Achievement of early complete donor chimerism in CD25+-activated leukocytes is a strong predictor of the development of graft-versus-host-disease after stem cell transplantation.

Chimerism dynamics in bone marrow, peripheral blood (PB), and T lymphocytes (TL) has been associated with the development of various complications after allogeneic stem-cell transplantation (allo-SCT). In the present study, the usefulness of chimerism monitoring in CD25 + -activated leukocytes (AL), together with that in bone marrow, PB, and TL, for the anticipation of complications after allo-SCT, has been analyzed in 68 patients. In AL, we observed a slower dynamics toward complete chimerism (CC) than in PB ( p = 0.042), while no significant differences were found between TL and PB ( p = 0.12).

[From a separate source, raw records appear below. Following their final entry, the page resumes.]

//! Report flow - the direct word-frequency pipeline
//!
//! read words -> drop stop words -> count -> sort -> render the top entries

use anyhow::Result;
use std::io::Write;
use std::path::Path;
use tracing::info;

use crate::core::config::Config;
use crate::core::frequency::FrequencyTable;
use crate::core::model::Report;
use crate::core::render::Renderer;
use crate::core::stop_words::StopWords;
use crate::core::words::{read_words, WordFilter};

/// Build the full report for `file`
pub fn build_report(
    file: &Path,
    stop_words: &StopWords,
    filter: WordFilter,
) -> crate::core::error::Result<Report> {
    let words = filter.apply(read_words(file)?, stop_words);
    let table: FrequencyTable = words.iter().collect();
    info!(
        file = %file.display(),
        words = table.total(),
        distinct = table.len(),
        "counted words"
    );
    Ok(Report::from_table(&table))
}

/// Run the report command
pub fn run_report(config: &Config, file: &Path, out: &mut dyn Write) -> Result<()> {
    let stop_words = StopWords::load(&config.stop_words)?;
    let report = build_report(file, &stop_words, WordFilter::default())?;

    Renderer::with_config(config.render).render_to(&report, out)?;
    Ok(())
}
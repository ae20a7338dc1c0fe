//! Report model
//!
//! Every report, whichever variant produced it, is a list of frequency
//! entries plus the number of words that were counted.

use serde::{Deserialize, Serialize};
use std::cmp::Ordering;
use std::fmt::Debug;

use crate::core::frequency::FrequencyTable;
use crate::reflect::{reflect_impl, reflect_struct};

reflect_struct! {
    /// An immutable (word, count) pair
    #[derive(Debug, Clone, PartialEq, Eq, Serialize, Deserialize)]
    pub struct FrequencyEntry implements [Debug, Serialize] {
        pub word: String,
        pub count: usize,
    }
}

reflect_impl! {
    impl FrequencyEntry {
        pub fn new(word: impl Into<String>, count: usize) -> Self {
            Self {
                word: word.into(),
                count,
            }
        }

        pub fn word(&self) -> &str {
            &self.word
        }

        pub fn count(&self) -> usize {
            self.count
        }

        /// Entries are ordered by count alone
        pub fn compare_count(&self, other: &Self) -> Ordering {
            self.count.cmp(&other.count)
        }
    }
}

/// A finished frequency report
#[derive(Debug, Clone, Default, Serialize, Deserialize)]
pub struct Report {
    /// Words counted after filtering
    pub total_words: usize,

    /// Distinct words counted
    pub distinct_words: usize,

    /// Entries, most frequent first
    pub entries: Vec<FrequencyEntry>,
}

impl Report {
    pub fn from_table(table: &FrequencyTable) -> Self {
        Self {
            total_words: table.total(),
            distinct_words: table.len(),
            entries: table.sorted_descending(),
        }
    }
}

#[cfg(test)]
mod tests {
    use super::*;

    #[test]
    fn test_entry_orders_by_count_only() {
        let a = FrequencyEntry::new("zebra", 3);
        let b = FrequencyEntry::new("apple", 1);
        assert_eq!(a.compare_count(&b), Ordering::Greater);
        assert_eq!(
            FrequencyEntry::new("x", 2).compare_count(&FrequencyEntry::new("y", 2)),
            Ordering::Equal
        );
    }

    #[test]
    fn test_entry_accessors() {
        let entry = FrequencyEntry::new("cat", 2);
        assert_eq!(entry.word(), "cat");
        assert_eq!(entry.count(), 2);
    }

    #[test]
    fn test_report_from_table() {
        let table: FrequencyTable = ["cat", "cat", "sat", "ran"].iter().collect();
        let report = Report::from_table(&table);
        assert_eq!(report.total_words, 4);
        assert_eq!(report.distinct_words, 3);
        assert_eq!(report.entries[0], FrequencyEntry::new("cat", 2));
        assert_eq!(report.entries.len(), 3);
    }

    #[test]
    fn test_entry_serialization() {
        let json = serde_json::to_string(&FrequencyEntry::new("cat", 2)).unwrap();
        assert_eq!(json, r#"{"word":"cat","count":2}"#);
    }
}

Complete chimerism achievement in AL at day +30 has shown to be an independent risk factor for the development of grade II–IV acute graft-versus-host disease (aGvHD; hazard ratio [95% confidence interval]: 11.9 [1.5–91.7]; p = 0.017). Moreover, among patients achieving CC in TL and AL at different time-points after SCT ( n  = 17/68), the incidence of grade II–IV aGvHD was significantly higher in patients who achieved CC earlier in AL (5/5) than in those who achieved CC earlier in TL (1/11; p = 0.001). Therefore, achievement of early complete donor chimerism in CD25 + AL is a strong predictor for the development of aGvHD. Prospective analysis of chimerism in AL could improve the post-SCT management of immunosuppressive therapy in transplanted patients.